**Exercise goal:** All of the data needs to be repeated exactly.
======== Extracted material
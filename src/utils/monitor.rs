#[cfg(feature = "cli")]
use std::sync::{Arc, Mutex};
#[cfg(feature = "cli")]
use std::time::{Duration, Instant};
#[cfg(feature = "cli")]
use sysinfo::{Pid, RefreshKind, System};

#[cfg(feature = "cli")]
#[derive(Debug, Clone)]
pub struct SystemStats {
    pub cpu_usage: f32,
    pub memory_usage_mb: u64,
    pub peak_memory_mb: u64,
    pub elapsed_time: Duration,
}

/// 追蹤抓取/分析各階段的資源用量
#[cfg(feature = "cli")]
pub struct SystemMonitor {
    system: Arc<Mutex<System>>,
    pid: Pid,
    start_time: Instant,
    peak_memory: Arc<Mutex<u64>>,
    phase_marks: Arc<Mutex<Vec<(String, Duration)>>>,
    enabled: bool,
}

#[cfg(feature = "cli")]
impl SystemMonitor {
    pub fn new(enabled: bool) -> Self {
        let mut system = System::new_with_specifics(RefreshKind::everything());

        let pid = sysinfo::get_current_pid().expect("Failed to get current PID");

        // 初始刷新
        system.refresh_all();

        Self {
            system: Arc::new(Mutex::new(system)),
            pid,
            start_time: Instant::now(),
            peak_memory: Arc::new(Mutex::new(0)),
            phase_marks: Arc::new(Mutex::new(Vec::new())),
            enabled,
        }
    }

    pub fn get_stats(&self) -> Option<SystemStats> {
        if !self.enabled {
            return None;
        }

        let mut system = self.system.lock().ok()?;
        system.refresh_all();

        let process = system.process(self.pid)?;
        let memory_mb = process.memory() / 1024 / 1024;

        // 更新峰值記憶體
        let mut peak = self.peak_memory.lock().ok()?;
        if memory_mb > *peak {
            *peak = memory_mb;
        }
        let peak_memory = *peak;

        Some(SystemStats {
            cpu_usage: process.cpu_usage(),
            memory_usage_mb: memory_mb,
            peak_memory_mb: peak_memory,
            elapsed_time: self.start_time.elapsed(),
        })
    }

    /// 記一個階段標記並輸出目前資源狀態
    pub fn log_stats(&self, phase: &str) {
        let Some(stats) = self.get_stats() else {
            return;
        };

        if let Ok(mut marks) = self.phase_marks.lock() {
            marks.push((phase.to_string(), stats.elapsed_time));
        }

        tracing::info!(
            "📊 {} - CPU: {:.1}%, Memory: {}MB, Peak: {}MB, Time: {:?}",
            phase,
            stats.cpu_usage,
            stats.memory_usage_mb,
            stats.peak_memory_mb,
            stats.elapsed_time
        );
    }

    /// 收尾：總時間、峰值與逐階段耗時
    pub fn log_final_stats(&self) {
        let Some(stats) = self.get_stats() else {
            return;
        };

        tracing::info!(
            "📊 Final Stats - Total Time: {:?}, Peak Memory: {}MB",
            stats.elapsed_time,
            stats.peak_memory_mb
        );

        if let Ok(marks) = self.phase_marks.lock() {
            let mut previous = Duration::ZERO;
            for (phase, elapsed) in marks.iter() {
                tracing::info!("📊   {} at {:?} (+{:?})", phase, elapsed, *elapsed - previous);
                previous = *elapsed;
            }
        }
    }

    pub fn is_enabled(&self) -> bool {
        self.enabled
    }
}

#[cfg(feature = "cli")]
impl Default for SystemMonitor {
    fn default() -> Self {
        Self::new(false)
    }
}

// 為非CLI環境提供空實現
#[cfg(not(feature = "cli"))]
pub struct SystemMonitor;

#[cfg(not(feature = "cli"))]
impl SystemMonitor {
    pub fn new(_enabled: bool) -> Self {
        Self
    }

    pub fn log_stats(&self, _phase: &str) {}

    pub fn log_final_stats(&self) {}

    pub fn is_enabled(&self) -> bool {
        false
    }
}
================
**Answer below:**
filename src/utils/monitor.rs
#[cfg(feature = "cli")]
use std::sync::{Arc, Mutex};
#[cfg(feature = "cli")]
use std::time::{Duration, Instant};
#[cfg(feature = "cli")]
use sysinfo::{Pid, RefreshKind, System};

#[cfg(feature = "cli")]
#[derive(Debug, Clone)]
pub struct SystemStats {
    pub cpu_usage: f32,
    pub memory_usage_mb: u64,
    pub peak_memory_mb: u64,
    pub elapsed_time: Duration,
}

/// 追蹤抓取/分析各階段的資源用量
#[cfg(feature = "cli")]
pub struct SystemMonitor {
    system: Arc<Mutex<System>>,
    pid: Pid,
    start_time: Instant,
    peak_memory: Arc<Mutex<u64>>,
    phase_marks: Arc<Mutex<Vec<(String, Duration)>>>,
    enabled: bool,
}

#[cfg(feature = "cli")]
impl SystemMonitor {
    pub fn new(enabled: bool) -> Self {
        let mut system = System::new_with_specifics(RefreshKind::everything());

        let pid = sysinfo::get_current_pid().expect("Failed to get current PID");

        // 初始刷新
        system.refresh_all();

        Self {
            system: Arc::new(Mutex::new(system)),
            pid,
            start_time: Instant::now(),
            peak_memory: Arc::new(Mutex::new(0)),
            phase_marks: Arc::new(Mutex::new(Vec::new())),
            enabled,
        }
    }

    pub fn get_stats(&self) -> Option<SystemStats> {
        if !self.enabled {
            return None;
        }

        let mut system = self.system.lock().ok()?;
        system.refresh_all();

        let process = system.process(self.pid)?;
        let memory_mb = process.memory() / 1024 / 1024;

        // 更新峰值記憶體
        let mut peak = self.peak_memory.lock().ok()?;
        if memory_mb > *peak {
            *peak = memory_mb;
        }
        let peak_memory = *peak;

        Some(SystemStats {
            cpu_usage: process.cpu_usage(),
            memory_usage_mb: memory_mb,
            peak_memory_mb: peak_memory,
            elapsed_time: self.start_time.elapsed(),
        })
    }

    /// 記一個階段標記並輸出目前資源狀態
    pub fn log_stats(&self, phase: &str) {
        let Some(stats) = self.get_stats() else {
            return;
        };

        if let Ok(mut marks) = self.phase_marks.lock() {
            marks.push((phase.to_string(), stats.elapsed_time));
        }

        tracing::info!(
            "📊 {} - CPU: {:.1}%, Memory: {}MB, Peak: {}MB, Time: {:?}",
            phase,
            stats.cpu_usage,
            stats.memory_usage_mb,
            stats.peak_memory_mb,
            stats.elapsed_time
        );
    }

    /// 收尾：總時間、峰值與逐階段耗時
    pub fn log_final_stats(&self) {
        let Some(stats) = self.get_stats() else {
            return;
        };

        tracing::info!(
            "📊 Final Stats - Total Time: {:?}, Peak Memory: {}MB",
            stats.elapsed_time,
            stats.peak_memory_mb
        );

        if let Ok(marks) = self.phase_marks.lock() {
            let mut previous = Duration::ZERO;
            for (phase, elapsed) in marks.iter() {
                tracing::info!("📊   {} at {:?} (+{:?})", phase, elapsed, *elapsed - previous);
                previous = *elapsed;
            }
        }
    }

    pub fn is_enabled(&self) -> bool {
        self.enabled
    }
}

#[cfg(feature = "cli")]
impl Default for SystemMonitor {
    fn default() -> Self {
        Self::new(false)
    }
}

// 為非CLI環境提供空實現
#[cfg(not(feature = "cli"))]
pub struct SystemMonitor;

#[cfg(not(feature = "cli"))]
impl SystemMonitor {
    pub fn new(_enabled: bool) -> Self {
        Self
    }

    pub fn log_stats(&self, _phase: &str) {}

    pub fn log_final_stats(&self) {}

    pub fn is_enabled(&self) -> bool {
        false
    }
}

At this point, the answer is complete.